For a more complex dataset, such as CIFAR-10, which comprises color images of 10 classes, with 6000 images per class, the inference accuracy for the simulated model is 62%, which is also close to the regularly used space-domain convolution model with full bit-precision, for similar neural network architecture (one conv. layer) implemented in different technology, such as one-layer electronic CNN or phase-only $4f$ schemes (accuracy of 51%). This is a promising result, since we show that in simulation our network with binarized kernel weights is able to obtain a (near) similar level of accuracy as normal space domain convolution using full precision features (32 bit). This can be explained by the effectiveness of the training of the $4f$ system, as well as the fact that there are more learnable parameters in the Fourier convolution, due to the larger kernel size compared with the space convolution version (more details in Section 11 of Supplement 1).

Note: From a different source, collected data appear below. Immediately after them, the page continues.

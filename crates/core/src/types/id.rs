//! Type-safe entity id for catalog products.
//!
//! The record store assigns ids on first insert and never reuses them.

use serde::{Deserialize, Serialize};

/// Newtype wrapper around the record store's product key.
///
/// With the `postgres` feature enabled this encodes/decodes as a plain
/// `INT4`, so repositories can bind it directly in queries.
#[derive(Debug, Clone, Copy, PartialEq, Eq, Hash, Serialize, Deserialize)]
#[serde(transparent)]
pub struct ProductId(i32);

impl ProductId {
    /// Create an id from its raw database value.
    #[must_use]
    pub const fn new(id: i32) -> Self {
        Self(id)
    }

    /// Get the underlying i32 value.
    #[must_use]
    pub const fn as_i32(&self) -> i32 {
        self.0
    }
}

impl std::fmt::Display for ProductId {
    fn fmt(&self, f: &mut std::fmt::Formatter<'_>) -> std::fmt::Result {
        write!(f, "{}", self.0)
    }
}

impl From<i32> for ProductId {
    fn from(id: i32) -> Self {
        Self(id)
    }
}

impl From<ProductId> for i32 {
    fn from(id: ProductId) -> Self {
        id.0
    }
}

#[cfg(feature = "postgres")]
impl sqlx::Type<sqlx::Postgres> for ProductId {
    fn type_info() -> sqlx::postgres::PgTypeInfo {
        <i32 as sqlx::Type<sqlx::Postgres>>::type_info()
    }

    fn compatible(ty: &sqlx::postgres::PgTypeInfo) -> bool {
        <i32 as sqlx::Type<sqlx::Postgres>>::compatible(ty)
    }
}

#[cfg(feature = "postgres")]
impl<'r> sqlx::Decode<'r, sqlx::Postgres> for ProductId {
    fn decode(
        value: sqlx::postgres::PgValueRef<'r>,
    ) -> Result<Self, sqlx::error::BoxDynError> {
        let id = <i32 as sqlx::Decode<sqlx::Postgres>>::decode(value)?;
        Ok(Self(id))
    }
}

#[cfg(feature = "postgres")]
impl sqlx::Encode<'_, sqlx::Postgres> for ProductId {
    fn encode_by_ref(
        &self,
        buf: &mut sqlx::postgres::PgArgumentBuffer,
    ) -> Result<sqlx::encode::IsNull, sqlx::error::BoxDynError> {
        <i32 as sqlx::Encode<sqlx::Postgres>>::encode_by_ref(&self.0, buf)
    }
}
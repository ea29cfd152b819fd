//! Tandem CLI - Database migrations and catalog tools.
//!
//! # Usage
//!
//! ```bash
//! # Run catalog database migrations
//! tandem-cli migrate
//!
//! # Seed the catalog with sample products
//! tandem-cli seed
//! ```
//!
//! # Commands
//!
//! - `migrate` - Run database migrations
//! - `seed` - Seed the catalog with sample products

#![cfg_attr(not(test), forbid(unsafe_code))]

use clap::{Parser, Subcommand};

mod commands;

#[derive(Parser)]
#[command(name = "tandem-cli")]
#[command(author, version, about = "Tandem CLI tools")]
struct Cli {
    #[command(subcommand)]
    command: Commands,
}

#[derive(Subcommand)]
enum Commands {
    /// Run catalog database migrations
    Migrate,
    /// Seed the catalog with sample products
    Seed,
}

#[tokio::main]
async fn main() {
    // Initialize tracing
    tracing_subscriber::fmt::init();

    let cli = Cli::parse();

    let result: Result<(), Box<dyn std::error::Error>> = run(cli).await;

    if let Err(e) = result {
        tracing::error!("Command failed: {e}");
        std::process::exit(1);
    }
}

async fn run(cli: Cli) -> Result<(), Box<dyn std::error::Error>> {
    match cli.command {
        Commands::Migrate => commands::migrate::run().await?,
        Commands::Seed => commands::seed::run().await?,
    }
    Ok(())
}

The ulterior degrees of freedom provided by the optical engine are considered to be “free” since the convolution time in the optical system does not depend on the size of the kernel as long as the size is within the DMD’s resolution. After fine-tuning using a contained number (5000) of hardware results, the classification accuracy is a 54%, which is respectable given that it represents close to 90% from the nominal achievable results (Table 1).

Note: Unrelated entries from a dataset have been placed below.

//! Catalog seeding command.
//!
//! Inserts a handful of sample products through the same repository the
//! admin panel uses, so seeded data is shaped exactly like hand-entered
//! data (including the gallery invariant).

use rust_decimal::Decimal;
use secrecy::ExposeSecret;
use sqlx::PgPool;

use tandem_core::{Category, Gallery};

use tandem_admin::db::{ProductDraft, ProductRepository};

use super::{CommandError, database_url};

/// Seed the catalog with sample products.
///
/// # Errors
///
/// Returns an error if the database is unreachable or an insert fails.
pub async fn run() -> Result<(), CommandError> {
    let database_url = database_url()?;

    tracing::info!("Connecting to catalog database...");
    let pool = PgPool::connect(database_url.expose_secret()).await?;
    let repo = ProductRepository::new(&pool);

    for (draft, image_urls) in sample_products() {
        let product = repo.insert(&draft).await?;
        let id = product.id.expect("insert assigns an id");

        // Build the gallery through the model so the first image becomes
        // primary, exactly as uploads would.
        let mut gallery = Gallery::new();
        for url in image_urls {
            gallery = gallery.with_asset(url.into());
        }
        if !gallery.is_empty() {
            repo.save_gallery(id, &gallery).await?;
        }

        tracing::info!(product_id = %id, title = %draft.title, "seeded product");
    }

    tracing::info!("Catalog seeding complete!");
    Ok(())
}

fn sample_products() -> Vec<(ProductDraft, Vec<&'static str>)> {
    vec![
        (
            ProductDraft {
                title: "Casual Harmony".to_string(),
                category: Category::Casual,
                description: Some("Relaxed weekend set in warm sand tones.".to_string()),
                materials: Some("100% combed cotton, 180 gsm".to_string()),
                sizing: Some("True to size. Him S-XXL, her XS-XL.".to_string()),
                care_instructions: Some("Machine wash cold, hang dry.".to_string()),
                for_him: Some("Relaxed Fit Shirt".to_string()),
                for_her: Some("Comfort Blouse".to_string()),
                price: Some(Decimal::new(385_000, 0)),
                purchase_link: None,
            },
            vec![
                "https://picsum.photos/seed/tandem-casual-1/1200",
                "https://picsum.photos/seed/tandem-casual-2/1200",
            ],
        ),
        (
            ProductDraft {
                title: "Classic Duet".to_string(),
                category: Category::Classic,
                description: Some("Tailored pairing for dinners and photographs.".to_string()),
                materials: Some("Linen-cotton blend".to_string()),
                sizing: None,
                care_instructions: Some("Dry clean recommended.".to_string()),
                for_him: Some("Band Collar Shirt".to_string()),
                for_her: Some("Midi Wrap Dress".to_string()),
                price: Some(Decimal::new(520_000, 0)),
                purchase_link: None,
            },
            vec!["https://picsum.photos/seed/tandem-classic-1/1200"],
        ),
        (
            ProductDraft {
                title: "Limited: Archipelago".to_string(),
                category: Category::Limited,
                description: Some("Numbered batik run of fifty sets.".to_string()),
                materials: Some("Hand-stamped batik cap".to_string()),
                sizing: None,
                care_instructions: Some("Hand wash separately in cold water.".to_string()),
                for_him: None,
                for_her: None,
                price: None,
                purchase_link: None,
            },
            vec![],
        ),
    ]
}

To provide some details regarding the efficiency and performance of this novel computing scheme based on 2 megapixel DMDs, the AO-FF can perform convolutions between large matrices, in transform calculations, 10 times faster than a Nvidia P100 graphics card, commonly employed for high-performance computation, and more than 2 orders of magnitude faster than architectures which exploit SLMs, while consuming similar power. In terms of efficiency [Fig. 3(a)], the largest portion of the energy consumption and processing time of our optical engine comes from the signal transduction step, from digital electronics to optical domain and vice versa. In our optical system, the processing time for performing an 8 bit convolution is given by the sum of all delays, including the generation of the patterns (DMDs), time-of-flight of the photons through the optical setup, detection by the CCD camera (camera), and ultimately being transmitted for subsequent software processing. For a 2 megapixel 8 bit input and kernel images, the largest contribution latency is given by the camera acquisition time, followed by the DMD switching speed. The propagation time is negligible since, considering the $4f$ distances into play and the optical tools, it amounts for few nanoseconds. Whereas, the acquisition time of the high-speed camera is a function of the resolution of the image to be detected and represents the bottleneck of this current implementation. A higher-speed camera can ameliorate the processing time by a factor of 2, keeping the same DMD speed and resolution.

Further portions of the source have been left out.